Echoing Green's 2008 Fellows
After much anticipation, we are proud to announce the 2008 Echoing Green Fellows! This year’s class of twenty-seven social entrepreneurs is not only one of the youngest in recent history, with nine fellows under twenty-six years old, but it is also one of our largest. The group currently represents nineteen start-up organizations targeting social issues around the world in the areas of community improvement, economic development, education, the environment, health, human rights, and legal advocacy.
In addition to the regional diversity of the class, whose impact will be felt across the U.S. as well as in China, India, Israel, and Mexico, this year’s group has found unique ways to apply business solutions to social issues. Echoing Green President Cheryl Dorsey notes that the class of 2008 is “breaking through the boundary that separated the private sector from the nonprofit sector,” pointing to the more than half of our fellows following this trend, and two in particular who will actually be members of the for-profit sector. One example of this kind of innovation includes Jessamyn Waldman’s Hot Bread Kitchen, a career-building baking business that relies on the skills and knowledge of traditional recipes of immigrant women. Likewise, Elizabeth Scharpf’s Sustainable Health Enterprises (SHE) addresses economic disparities caused by lack of access to affordable sanitary napkins by creating female-run franchises abroad, while Will Bradshaw and Reuben Teague’s Green Coast Enterprises will be constructing environmentally sound, disaster resistant buildings that are affordable to middle and low-income Gulf Coast residents.
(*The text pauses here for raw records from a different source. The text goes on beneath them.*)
//! Domain entities and business logic
//!
//! This module contains the core domain types for the data room:
//! - Newtypes for type-safe identifiers and tree paths
//! - Folder and file records, and the tree node union over them
//! - The tree model (forest queries and structural updates)
//! - Slug and file-name utilities
//! - Audit entries
//! - Domain and store error types

pub mod audit;
pub mod errors;
pub mod item;
pub mod naming;
pub mod newtypes;
pub mod tree;

// Re-export commonly used types
pub use audit::{AuditAction, AuditEntry, TargetType};
pub use errors::{DomainError, StoreError};
pub use item::{DataRoomFile, Folder, FolderContents, ItemKind, ItemType, TreeNode};
pub use newtypes::*;
pub use tree::{FlatEntry, Forest};
//! Audit command - View audit trail entries
//!
//! Shows the most recent entries, or the full trail of one item with
//! `--target <id>`.

use anyhow::{Context as _, Result};
use clap::Args;
use tracing::info;

use super::Context;

/// Arguments for `dataroom audit`
#[derive(Debug, Args)]
pub struct AuditCommand {
    /// Show the trail of this folder or file id
    #[arg(long)]
    pub target: Option<String>,

    /// Only show entries whose action contains this text
    #[arg(long)]
    pub action: Option<String>,

    /// Maximum number of entries to show
    #[arg(long, default_value = "50")]
    pub limit: u32,
}

impl AuditCommand {
    pub async fn execute(&self, ctx: &Context) -> Result<()> {
        let session = ctx.open().await?;
        let formatter = ctx.formatter();

        let entries = match &self.target {
            Some(target) => session.audit.trail(target.trim()).await,
            None => session.audit.recent(self.limit).await,
        }
        .context("Failed to query audit entries")?;
        info!(count = entries.len(), "Retrieved audit entries");

        let shown: Vec<_> = entries
            .iter()
            .filter(|entry| match &self.action {
                Some(action) => entry.action().as_str().contains(action.as_str()),
                None => true,
            })
            .take(self.limit as usize)
            .collect();

        if ctx.is_json() {
            let items: Vec<serde_json::Value> = shown
                .iter()
                .map(|entry| {
                    serde_json::json!({
                        "id": entry.id(),
                        "timestamp": entry.timestamp().to_rfc3339(),
                        "actor": entry.actor().map(|a| a.as_str()),
                        "action": entry.action().as_str(),
                        "target_type": entry.target_type().as_str(),
                        "target_id": entry.target_id(),
                        "details": entry.details(),
                    })
                })
                .collect();
            formatter.print_json(&serde_json::json!({
                "count": items.len(),
                "entries": items,
            }));
            return Ok(());
        }

        if shown.is_empty() {
            formatter.info("No audit entries found.");
            return Ok(());
        }

        formatter.success(&format!("Audit trail ({} entries)", shown.len()));
        formatter.info("Timestamp            Actor        Action              Details");
        formatter.info("-------------------  -----------  ------------------  -------");
        for entry in shown {
            formatter.info(&format!(
                "{}  {:<11}  {:<18}  {}",
                entry.timestamp().format("%Y-%m-%d %H:%M:%S"),
                entry.actor().map(|a| a.as_str()).unwrap_or("-"),
                entry.action().as_str(),
                entry.describe(),
            ));
        }
        Ok(())
    }
}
This year’s innovators represent a growing number of young social entrepreneurs entering the field of dreams and hope despite the many uphill runs required. But this isn’t indicative of an exceptional wide-eyed, naive optimism on the part of younger generations. On the contrary, this pool of talented thinkers is beginning to recognize their potential to spark real social change, having witnessed successful predecessors with ground-breaking ideas just like theirs. The class of 2008 represents not only our long-term belief in this potential, but the beginnings of the kind of social change Echoing Green hopes to spark in the work we do; forming a society of empowered everyday individuals striving to bring about real change to the world’s pressing social issues. Since 1987, we’ve invested $27 million in more than 450 leaders touching the lives of millions around the world. This year’s class is just a reminder that we’re that much closer to reaching our goal. So, to the 2008 Echoing Green Fellows, thank you and congratulations for helping to create a culture of change.